Hijo Resources Corp grows Tagum's new gen of seagrass meadows

SAVING DAVAO GULF. Rugby player and Hijo's director for Environmental Sustainability Harry Morris documenting marine life in the Davao Gulf. (Contributed Photo)
SAVING DAVAO GULF. Rugby player and Hijo's director for Environmental Sustainability Harry Morris documenting marine life in the Davao Gulf. (Contributed Photo)

WHEN Jose "Boy" Tuason acquired Hijo in 1968, one of his many prides was the rich biodiversity of the rivers and ocean surrounding the vast estate.
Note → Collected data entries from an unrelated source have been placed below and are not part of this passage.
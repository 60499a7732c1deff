// src/handlers/categories.rs

use axum::{
    extract::{Path, State},
    http::StatusCode,
    response::IntoResponse,
    Json,
};
use uuid::Uuid;
use validator::Validate;

use crate::{
    common::error::{ApiError, AppError, Resource},
    config::AppState,
    middleware::{i18n::Locale, store::OwnedStore},
    models::category::{Category, CategoryPayload, CategoryWithBillboard},
};

#[utoipa::path(
    get,
    path = "/api/{store_id}/categories",
    tag = "Categories",
    params(("store_id" = Uuid, Path, description = "ID da loja")),
    responses((status = 200, description = "Categorias com o banner associado", body = Vec<CategoryWithBillboard>))
)]
pub async fn list_categories(
    State(app_state): State<AppState>,
    locale: Locale,
    Path(store_id): Path<Uuid>,
) -> Result<impl IntoResponse, ApiError> {
    let categories = app_state
        .category_repo
        .list(store_id)
        .await
        .map_err(|e| e.to_api_error(&locale, &app_state.i18n_store))?;

    Ok((StatusCode::OK, Json(categories)))
}

#[utoipa::path(
    get,
    path = "/api/{store_id}/categories/{category_id}",
    tag = "Categories",
    params(
        ("store_id" = Uuid, Path, description = "ID da loja"),
        ("category_id" = Uuid, Path, description = "ID da categoria")
    ),
    responses((status = 200, description = "Categoria", body = Category))
)]
pub async fn get_category(
    State(app_state): State<AppState>,
    locale: Locale,
    Path((store_id, category_id)): Path<(Uuid, Uuid)>,
) -> Result<impl IntoResponse, ApiError> {
    let category = app_state
        .category_repo
        .find(store_id, category_id)
        .await
        .and_then(|found| found.ok_or(AppError::NotFound(Resource::Category)))
        .map_err(|e| e.to_api_error(&locale, &app_state.i18n_store))?;

    Ok((StatusCode::OK, Json(category)))
}

#[utoipa::path(
    post,
    path = "/api/{store_id}/categories",
    tag = "Categories",
    params(("store_id" = Uuid, Path, description = "ID da loja")),
    request_body = CategoryPayload,
    responses(
        (status = 201, description = "Categoria criada", body = Category),
        (status = 404, description = "Banner não pertence à loja")
    ),
    security(("api_jwt" = []))
)]
pub async fn create_category(
    State(app_state): State<AppState>,
    locale: Locale,
    OwnedStore(store): OwnedStore,
    Json(payload): Json<CategoryPayload>,
) -> Result<impl IntoResponse, ApiError> {
    payload
        .validate()
        .map_err(|e| AppError::ValidationError(e).to_api_error(&locale, &app_state.i18n_store))?;

    let category = app_state
        .catalog_service
        .create_category(store.id, &payload)
        .await
        .map_err(|e| e.to_api_error(&locale, &app_state.i18n_store))?;

    Ok((StatusCode::CREATED, Json(category)))
}

#[utoipa::path(
    patch,
    path = "/api/{store_id}/categories/{category_id}",
    tag = "Categories",
    params(
        ("store_id" = Uuid, Path, description = "ID da loja"),
        ("category_id" = Uuid, Path, description = "ID da categoria")
    ),
    request_body = CategoryPayload,
    responses((status = 200, description = "Categoria atualizada", body = Category)),
    security(("api_jwt" = []))
)]
pub async fn update_category(
    State(app_state): State<AppState>,
    locale: Locale,
    OwnedStore(store): OwnedStore,
    Path((_store_id, category_id)): Path<(Uuid, Uuid)>,
    Json(payload): Json<CategoryPayload>,
) -> Result<impl IntoResponse, ApiError> {
    payload
        .validate()
        .map_err(|e| AppError::ValidationError(e).to_api_error(&locale, &app_state.i18n_store))?;

    let category = app_state
        .catalog_service
        .update_category(store.id, category_id, &payload)
        .await
        .map_err(|e| e.to_api_error(&locale, &app_state.i18n_store))?;

    Ok((StatusCode::OK, Json(category)))
}

#[utoipa::path(
    delete,
    path = "/api/{store_id}/categories/{category_id}",
    tag = "Categories",
    params(
        ("store_id" = Uuid, Path, description = "ID da loja"),
        ("category_id" = Uuid, Path, description = "ID da categoria")
    ),
    responses(
        (status = 204, description = "Categoria removida"),
        (status = 409, description = "Categoria em uso por produtos")
    ),
    security(("api_jwt" = []))
)]
pub async fn delete_category(
    State(app_state): State<AppState>,
    locale: Locale,
    OwnedStore(store): OwnedStore,
    Path((_store_id, category_id)): Path<(Uuid, Uuid)>,
) -> Result<impl IntoResponse, ApiError> {
    let deleted = app_state
        .category_repo
        .delete(store.id, category_id)
        .await
        .map_err(|e| e.to_api_error(&locale, &app_state.i18n_store))?;

    if !deleted {
        return Err(AppError::NotFound(Resource::Category).to_api_error(&locale, &app_state.i18n_store));
    }
    Ok(StatusCode::NO_CONTENT)
}
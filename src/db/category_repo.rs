// src/db/category_repo.rs

use sqlx::PgPool;
use uuid::Uuid;
use crate::{
    common::{
        db_utils::{map_delete_error, map_reference_error},
        error::{AppError, Resource},
    },
    models::category::{Category, CategoryWithBillboard},
};

// FKs de escrita e o recurso que falta quando quebram
const CATEGORY_REFS: &[(&str, Resource)] = &[("categories_billboard_id_fkey", Resource::Billboard)];

#[derive(Clone)]
pub struct CategoryRepository {
    pool: PgPool,
}

impl CategoryRepository {
    pub fn new(pool: PgPool) -> Self {
        Self { pool }
    }

    pub async fn list(&self, store_id: Uuid) -> Result<Vec<CategoryWithBillboard>, AppError> {
        let categories = sqlx::query_as::<_, CategoryWithBillboard>(
            r#"
            SELECT c.id, c.store_id, c.billboard_id, c.name,
                   b.label AS billboard_label,
                   c.created_at, c.updated_at
            FROM categories c
            JOIN billboards b ON b.id = c.billboard_id
            WHERE c.store_id = $1
            ORDER BY c.created_at DESC
            "#,
        )
        .bind(store_id)
        .fetch_all(&self.pool)
        .await?;
        Ok(categories)
    }

    pub async fn find(&self, store_id: Uuid, id: Uuid) -> Result<Option<Category>, AppError> {
        let category = sqlx::query_as::<_, Category>(
            "SELECT * FROM categories WHERE store_id = $1 AND id = $2",
        )
        .bind(store_id)
        .bind(id)
        .fetch_optional(&self.pool)
        .await?;
        Ok(category)
    }

    pub async fn create(
        &self,
        store_id: Uuid,
        billboard_id: Uuid,
        name: &str,
    ) -> Result<Category, AppError> {
        sqlx::query_as::<_, Category>(
            r#"
            INSERT INTO categories (store_id, billboard_id, name)
            VALUES ($1, $2, $3)
            RETURNING *
            "#,
        )
        .bind(store_id)
        .bind(billboard_id)
        .bind(name)
        .fetch_one(&self.pool)
        .await
        .map_err(|e| map_reference_error(e, CATEGORY_REFS))
    }

    pub async fn update(
        &self,
        store_id: Uuid,
        id: Uuid,
        billboard_id: Uuid,
        name: &str,
    ) -> Result<Option<Category>, AppError> {
        sqlx::query_as::<_, Category>(
            r#"
            UPDATE categories
            SET billboard_id = $3, name = $4, updated_at = NOW()
            WHERE store_id = $1 AND id = $2
            RETURNING *
            "#,
        )
        .bind(store_id)
        .bind(id)
        .bind(billboard_id)
        .bind(name)
        .fetch_optional(&self.pool)
        .await
        .map_err(|e| map_reference_error(e, CATEGORY_REFS))
    }

    pub async fn delete(&self, store_id: Uuid, id: Uuid) -> Result<bool, AppError> {
        let result = sqlx::query("DELETE FROM categories WHERE store_id = $1 AND id = $2")
            .bind(store_id)
            .bind(id)
            .execute(&self.pool)
            .await
            .map_err(|e| map_delete_error(e, Resource::Category))?;
        Ok(result.rows_affected() > 0)
    }
}
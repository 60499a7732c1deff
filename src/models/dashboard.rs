// src/models/dashboard.rs

use chrono::{DateTime, Utc};
use rust_decimal::Decimal;
use serde::Serialize;
use sqlx::FromRow;
use utoipa::ToSchema;
use uuid::Uuid;

/// Item de um pedido pago, com o preço *atual* do produto.
#[derive(Debug, Clone, PartialEq)]
pub struct PaidOrderLine {
    pub price: Decimal,
}

#[derive(Debug, Clone, PartialEq)]
pub struct PaidOrder {
    pub id: Uuid,
    pub created_at: DateTime<Utc>,
    pub items: Vec<PaidOrderLine>,
}

impl PaidOrder {
    pub fn revenue(&self) -> Decimal {
        self.items.iter().map(|item| item.price).sum()
    }
}

// Linha crua do JOIN orders x order_items x products
#[derive(Debug, Clone, FromRow)]
pub struct PaidOrderRow {
    pub order_id: Uuid,
    pub created_at: DateTime<Utc>,
    pub price: Option<Decimal>,
}

/// Pedidos pagos e estoque lidos no mesmo instante.
#[derive(Debug, Clone, Default)]
pub struct DashboardSnapshot {
    pub orders: Vec<PaidOrder>,
    pub stock_count: i64,
}

#[derive(Debug, Clone, PartialEq, Serialize, ToSchema)]
#[serde(rename_all = "camelCase")]
pub struct GraphEntry {
    #[schema(example = "Jan")]
    pub name: String,
    #[schema(value_type = String, example = "150.00")]
    pub total: Decimal,
}

#[derive(Debug, Serialize, ToSchema)]
#[serde(rename_all = "camelCase")]
pub struct RevenueResponse {
    #[schema(value_type = String, example = "15.50")]
    pub total_revenue: Decimal,
}

#[derive(Debug, Serialize, ToSchema)]
#[serde(rename_all = "camelCase")]
pub struct DashboardOverview {
    #[schema(value_type = String, example = "15.50")]
    pub total_revenue: Decimal,
    pub sales_count: i64,
    pub stock_count: i64,
    pub graph_revenue: Vec<GraphEntry>,
}
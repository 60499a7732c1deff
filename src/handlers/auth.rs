// src/handlers/auth.rs

use axum::{extract::State, Json};
use validator::Validate;

use crate::{
    common::error::{ApiError, AppError},
    config::AppState,
    middleware::{auth::AuthenticatedUser, i18n::Locale},
    models::auth::{AuthResponse, LoginUserPayload, RegisterUserPayload, User},
};

#[utoipa::path(
    post,
    path = "/api/auth/register",
    tag = "Auth",
    request_body = RegisterUserPayload,
    responses(
        (status = 200, description = "Usuário criado", body = AuthResponse),
        (status = 400, description = "Dados inválidos"),
        (status = 409, description = "E-mail já cadastrado")
    )
)]
pub async fn register(
    State(app_state): State<AppState>,
    locale: Locale,
    Json(payload): Json<RegisterUserPayload>,
) -> Result<Json<AuthResponse>, ApiError> {
    payload
        .validate()
        .map_err(|e| AppError::ValidationError(e).to_api_error(&locale, &app_state.i18n_store))?;

    let token = app_state
        .auth_service
        .register_user(&payload.email, &payload.password)
        .await
        .map_err(|e| e.to_api_error(&locale, &app_state.i18n_store))?;

    Ok(Json(AuthResponse { token }))
}

#[utoipa::path(
    post,
    path = "/api/auth/login",
    tag = "Auth",
    request_body = LoginUserPayload,
    responses(
        (status = 200, description = "Login realizado", body = AuthResponse),
        (status = 401, description = "Credenciais inválidas")
    )
)]
pub async fn login(
    State(app_state): State<AppState>,
    locale: Locale,
    Json(payload): Json<LoginUserPayload>,
) -> Result<Json<AuthResponse>, ApiError> {
    payload
        .validate()
        .map_err(|e| AppError::ValidationError(e).to_api_error(&locale, &app_state.i18n_store))?;

    let token = app_state
        .auth_service
        .login_user(&payload.email, &payload.password)
        .await
        .map_err(|e| e.to_api_error(&locale, &app_state.i18n_store))?;

    Ok(Json(AuthResponse { token }))
}

#[utoipa::path(
    get,
    path = "/api/users/me",
    tag = "Users",
    responses((status = 200, description = "Usuário autenticado", body = User)),
    security(("api_jwt" = []))
)]
pub async fn get_me(AuthenticatedUser(user): AuthenticatedUser) -> Json<User> {
    Json(user)
}
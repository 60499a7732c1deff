// src/db/billboard_repo.rs

use sqlx::PgPool;
use uuid::Uuid;
use crate::{
    common::{
        db_utils::map_delete_error,
        error::{AppError, Resource},
    },
    models::billboard::Billboard,
};

#[derive(Clone)]
pub struct BillboardRepository {
    pool: PgPool,
}

impl BillboardRepository {
    pub fn new(pool: PgPool) -> Self {
        Self { pool }
    }

    pub async fn list(&self, store_id: Uuid) -> Result<Vec<Billboard>, AppError> {
        let billboards = sqlx::query_as::<_, Billboard>(
            "SELECT * FROM billboards WHERE store_id = $1 ORDER BY created_at DESC",
        )
        .bind(store_id)
        .fetch_all(&self.pool)
        .await?;
        Ok(billboards)
    }

    pub async fn find(&self, store_id: Uuid, id: Uuid) -> Result<Option<Billboard>, AppError> {
        let billboard = sqlx::query_as::<_, Billboard>(
            "SELECT * FROM billboards WHERE store_id = $1 AND id = $2",
        )
        .bind(store_id)
        .bind(id)
        .fetch_optional(&self.pool)
        .await?;
        Ok(billboard)
    }

    pub async fn create(
        &self,
        store_id: Uuid,
        label: &str,
        image_url: &str,
    ) -> Result<Billboard, AppError> {
        let billboard = sqlx::query_as::<_, Billboard>(
            r#"
            INSERT INTO billboards (store_id, label, image_url)
            VALUES ($1, $2, $3)
            RETURNING *
            "#,
        )
        .bind(store_id)
        .bind(label)
        .bind(image_url)
        .fetch_one(&self.pool)
        .await?;
        Ok(billboard)
    }

    pub async fn update(
        &self,
        store_id: Uuid,
        id: Uuid,
        label: &str,
        image_url: &str,
    ) -> Result<Option<Billboard>, AppError> {
        let billboard = sqlx::query_as::<_, Billboard>(
            r#"
            UPDATE billboards
            SET label = $3, image_url = $4, updated_at = NOW()
            WHERE store_id = $1 AND id = $2
            RETURNING *
            "#,
        )
        .bind(store_id)
        .bind(id)
        .bind(label)
        .bind(image_url)
        .fetch_optional(&self.pool)
        .await?;
        Ok(billboard)
    }

    pub async fn delete(&self, store_id: Uuid, id: Uuid) -> Result<bool, AppError> {
        let result = sqlx::query("DELETE FROM billboards WHERE store_id = $1 AND id = $2")
            .bind(store_id)
            .bind(id)
            .execute(&self.pool)
            .await
            .map_err(|e| map_delete_error(e, Resource::Billboard))?;
        Ok(result.rows_affected() > 0)
    }
}
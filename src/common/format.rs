// Formatação usada nas linhas das tabelas do painel.

use chrono::{DateTime, Datelike, Utc};
use rust_decimal::{Decimal, RoundingStrategy};

/// `1234.5` -> `$1,234.50`
pub fn format_price(amount: Decimal) -> String {
    let rounded = amount.round_dp_with_strategy(2, RoundingStrategy::MidpointAwayFromZero);
    let sign = if rounded.is_sign_negative() && !rounded.is_zero() { "-" } else { "" };

    let text = format!("{:.2}", rounded.abs());
    let (int_part, frac_part) = text.split_once('.').unwrap_or((text.as_str(), "00"));

    let mut grouped = String::with_capacity(int_part.len() + int_part.len() / 3);
    for (i, ch) in int_part.chars().enumerate() {
        if i > 0 && (int_part.len() - i) % 3 == 0 {
            grouped.push(',');
        }
        grouped.push(ch);
    }

    format!("{sign}${grouped}.{frac_part}")
}

/// `2026-10-16` -> `October 16th, 2026`
pub fn format_date(date: DateTime<Utc>) -> String {
    let day = date.day();
    let suffix = match (day % 10, day % 100) {
        (_, 11..=13) => "th",
        (1, _) => "st",
        (2, _) => "nd",
        (3, _) => "rd",
        _ => "th",
    };
    format!("{} {}{}, {}", date.format("%B"), day, suffix, date.year())
}
// src/models/attribute.rs
//
// Tamanhos e cores têm o mesmo formato (nome + valor) e só mudam de tabela.

use chrono::{DateTime, Utc};
use serde::{Deserialize, Serialize};
use sqlx::FromRow;
use utoipa::ToSchema;
use uuid::Uuid;
use validator::{Validate, ValidationError, ValidationErrors};

use crate::common::error::Resource;

#[derive(Debug, Clone, Copy, PartialEq, Eq)]
pub enum AttributeKind {
    Size,
    Color,
}

impl AttributeKind {
    pub fn table(self) -> &'static str {
        match self {
            AttributeKind::Size => "sizes",
            AttributeKind::Color => "colors",
        }
    }

    pub fn resource(self) -> Resource {
        match self {
            AttributeKind::Size => Resource::Size,
            AttributeKind::Color => Resource::Color,
        }
    }
}

#[derive(Debug, Clone, Serialize, Deserialize, FromRow, ToSchema)]
#[serde(rename_all = "camelCase")]
pub struct Attribute {
    pub id: Uuid,
    pub store_id: Uuid,
    #[schema(example = "Small")]
    pub name: String,
    #[schema(example = "S")]
    pub value: String,
    pub created_at: DateTime<Utc>,
    pub updated_at: DateTime<Utc>,
}

#[derive(Debug, Deserialize, Validate, ToSchema)]
pub struct AttributePayload {
    #[validate(length(min = 1, message = "Name is required."))]
    pub name: String,
    #[validate(length(min = 1, message = "Value is required."))]
    pub value: String,
}

impl AttributePayload {
    /// Validação padrão mais a regra específica de cada tipo.
    pub fn validate_for(&self, kind: AttributeKind) -> Result<(), ValidationErrors> {
        self.validate()?;
        if kind == AttributeKind::Color {
            if let Err(e) = validate_hex_color(&self.value) {
                let mut errors = ValidationErrors::new();
                errors.add("value", e);
                return Err(errors);
            }
        }
        Ok(())
    }
}

/// Aceita `#RGB` ou `#RRGGBB`.
pub fn validate_hex_color(value: &str) -> Result<(), ValidationError> {
    let valid = value
        .strip_prefix('#')
        .map(|hex| (hex.len() == 3 || hex.len() == 6) && hex.chars().all(|c| c.is_ascii_hexdigit()))
        .unwrap_or(false);

    if !valid {
        let mut err = ValidationError::new("hex_color");
        err.message = Some("String must be a valid hex code.".into());
        return Err(err);
    }
    Ok(())
}

#[cfg(test)]
mod tests {
    use super::*;

    fn payload(value: &str) -> AttributePayload {
        AttributePayload {
            name: "Name".into(),
            value: value.into(),
        }
    }

    #[test]
    fn hex_colors_are_checked_only_for_colors() {
        assert!(payload("#fff").validate_for(AttributeKind::Color).is_ok());
        assert!(payload("#00FF7a").validate_for(AttributeKind::Color).is_ok());
        assert!(payload("red").validate_for(AttributeKind::Color).is_err());
        assert!(payload("#12345").validate_for(AttributeKind::Color).is_err());
        assert!(payload("#ggg").validate_for(AttributeKind::Color).is_err());
        assert!(payload("XL").validate_for(AttributeKind::Size).is_ok());
    }

    #[test]
    fn empty_value_fails_before_hex_check() {
        let errors = payload("").validate_for(AttributeKind::Color).unwrap_err();
        assert!(errors.field_errors().contains_key("value"));
    }

    #[test]
    fn kinds_map_to_their_tables() {
        assert_eq!(AttributeKind::Size.table(), "sizes");
        assert_eq!(AttributeKind::Color.table(), "colors");
        assert_eq!(AttributeKind::Color.resource(), Resource::Color);
    }
}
Situated north of the property is the Libuganon River and to the south is the Madaum river -- both known for its once-dense Mangrove forest.

The Hijo coastline, which sits in the heart of the Davao Gulf, was home to a rich marine ecosystem, with seagrass meadows in the coastal seabed that serves as a sanctuary for many marine animals.

However, when the boom in shrimp and fish farming came in the 60s and 70s, many of the Mangrove trees in the Libuganon and Madaum riverbanks were cleared to give way to shrimp and fish ponds.

Without the dense Mangrove roots to help filter and slow down the flow, significant amounts of silts were excreted from the river and onto the Davao Gulf.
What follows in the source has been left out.